Within the material below, count each line holding the string "settings" and return the total alone.
▼
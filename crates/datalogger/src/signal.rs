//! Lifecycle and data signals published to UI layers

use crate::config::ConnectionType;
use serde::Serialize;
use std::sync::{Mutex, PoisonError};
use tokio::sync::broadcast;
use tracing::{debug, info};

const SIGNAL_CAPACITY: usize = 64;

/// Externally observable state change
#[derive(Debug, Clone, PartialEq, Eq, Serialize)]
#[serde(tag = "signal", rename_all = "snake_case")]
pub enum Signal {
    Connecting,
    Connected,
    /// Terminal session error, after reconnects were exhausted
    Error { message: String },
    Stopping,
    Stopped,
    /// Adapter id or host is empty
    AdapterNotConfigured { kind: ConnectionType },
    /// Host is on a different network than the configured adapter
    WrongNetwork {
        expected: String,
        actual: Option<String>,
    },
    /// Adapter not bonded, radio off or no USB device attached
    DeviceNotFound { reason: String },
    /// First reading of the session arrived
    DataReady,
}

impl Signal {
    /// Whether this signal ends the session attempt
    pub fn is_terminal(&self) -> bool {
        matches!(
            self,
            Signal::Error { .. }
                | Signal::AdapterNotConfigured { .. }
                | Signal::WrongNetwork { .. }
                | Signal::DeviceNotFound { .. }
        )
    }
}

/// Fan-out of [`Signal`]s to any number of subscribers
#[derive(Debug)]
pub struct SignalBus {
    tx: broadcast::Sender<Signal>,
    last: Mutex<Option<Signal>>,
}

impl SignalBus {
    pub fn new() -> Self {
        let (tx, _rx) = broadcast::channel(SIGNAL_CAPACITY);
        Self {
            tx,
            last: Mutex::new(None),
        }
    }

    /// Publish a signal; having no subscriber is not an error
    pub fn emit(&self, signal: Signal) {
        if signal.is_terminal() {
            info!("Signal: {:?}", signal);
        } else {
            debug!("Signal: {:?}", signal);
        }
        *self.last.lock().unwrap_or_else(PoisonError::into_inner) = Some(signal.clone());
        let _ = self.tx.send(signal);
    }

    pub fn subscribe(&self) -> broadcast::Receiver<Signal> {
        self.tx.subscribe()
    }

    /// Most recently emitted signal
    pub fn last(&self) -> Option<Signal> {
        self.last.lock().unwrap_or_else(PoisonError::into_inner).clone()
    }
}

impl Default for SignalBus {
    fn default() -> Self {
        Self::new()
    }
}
▲
▼
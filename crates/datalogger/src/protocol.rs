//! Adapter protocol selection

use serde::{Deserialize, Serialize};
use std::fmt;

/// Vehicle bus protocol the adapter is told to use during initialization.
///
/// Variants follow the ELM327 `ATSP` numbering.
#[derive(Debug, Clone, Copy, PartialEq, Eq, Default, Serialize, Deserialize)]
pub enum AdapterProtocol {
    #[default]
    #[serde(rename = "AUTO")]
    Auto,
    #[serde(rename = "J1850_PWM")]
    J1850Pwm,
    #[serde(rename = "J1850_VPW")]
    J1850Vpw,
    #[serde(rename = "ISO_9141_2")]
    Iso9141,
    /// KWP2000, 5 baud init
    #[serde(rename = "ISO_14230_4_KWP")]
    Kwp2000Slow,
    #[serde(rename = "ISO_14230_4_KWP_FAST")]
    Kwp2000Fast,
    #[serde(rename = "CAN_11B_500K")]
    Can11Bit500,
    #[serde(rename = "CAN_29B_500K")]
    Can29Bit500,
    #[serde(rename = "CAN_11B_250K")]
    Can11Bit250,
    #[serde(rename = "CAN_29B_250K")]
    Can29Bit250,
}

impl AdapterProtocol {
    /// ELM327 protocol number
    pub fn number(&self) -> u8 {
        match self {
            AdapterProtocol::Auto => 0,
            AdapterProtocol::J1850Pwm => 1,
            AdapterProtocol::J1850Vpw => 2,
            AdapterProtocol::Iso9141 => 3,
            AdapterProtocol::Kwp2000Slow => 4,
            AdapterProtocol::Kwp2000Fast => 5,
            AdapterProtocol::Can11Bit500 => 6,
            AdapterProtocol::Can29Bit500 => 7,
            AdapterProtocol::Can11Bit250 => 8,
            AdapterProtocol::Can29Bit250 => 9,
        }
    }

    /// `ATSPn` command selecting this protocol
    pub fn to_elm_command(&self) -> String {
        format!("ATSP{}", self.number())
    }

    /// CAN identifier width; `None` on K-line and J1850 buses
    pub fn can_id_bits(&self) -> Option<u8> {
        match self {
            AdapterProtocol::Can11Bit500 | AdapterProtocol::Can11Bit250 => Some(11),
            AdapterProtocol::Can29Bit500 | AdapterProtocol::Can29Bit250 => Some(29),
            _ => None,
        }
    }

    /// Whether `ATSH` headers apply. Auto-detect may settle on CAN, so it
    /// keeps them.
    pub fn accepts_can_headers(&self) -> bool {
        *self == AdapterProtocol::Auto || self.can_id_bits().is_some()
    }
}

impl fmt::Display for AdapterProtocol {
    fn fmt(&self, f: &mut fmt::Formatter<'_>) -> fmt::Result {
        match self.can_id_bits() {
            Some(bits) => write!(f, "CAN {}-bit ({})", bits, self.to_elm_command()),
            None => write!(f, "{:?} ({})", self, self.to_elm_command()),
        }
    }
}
▲
▼
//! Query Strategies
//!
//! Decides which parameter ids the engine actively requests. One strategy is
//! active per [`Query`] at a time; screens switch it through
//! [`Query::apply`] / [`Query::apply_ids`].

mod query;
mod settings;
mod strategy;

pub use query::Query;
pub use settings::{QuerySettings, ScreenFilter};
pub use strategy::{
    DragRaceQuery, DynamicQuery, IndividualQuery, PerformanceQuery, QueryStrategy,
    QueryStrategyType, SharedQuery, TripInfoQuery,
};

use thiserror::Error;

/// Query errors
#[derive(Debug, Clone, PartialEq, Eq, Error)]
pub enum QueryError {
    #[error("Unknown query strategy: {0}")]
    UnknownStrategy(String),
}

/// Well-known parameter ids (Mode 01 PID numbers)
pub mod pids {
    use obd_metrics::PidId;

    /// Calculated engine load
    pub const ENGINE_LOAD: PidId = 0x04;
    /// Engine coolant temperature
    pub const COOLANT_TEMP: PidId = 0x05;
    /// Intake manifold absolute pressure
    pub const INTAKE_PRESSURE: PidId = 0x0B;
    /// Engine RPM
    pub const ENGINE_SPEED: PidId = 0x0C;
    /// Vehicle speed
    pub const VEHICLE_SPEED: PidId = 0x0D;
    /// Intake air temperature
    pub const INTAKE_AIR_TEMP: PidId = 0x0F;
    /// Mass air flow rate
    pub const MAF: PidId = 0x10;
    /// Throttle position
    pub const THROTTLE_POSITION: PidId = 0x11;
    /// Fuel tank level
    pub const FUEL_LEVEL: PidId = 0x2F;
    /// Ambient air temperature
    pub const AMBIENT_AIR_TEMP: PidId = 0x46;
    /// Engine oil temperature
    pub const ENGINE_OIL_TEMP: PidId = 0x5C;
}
▲
__Answer section__.
2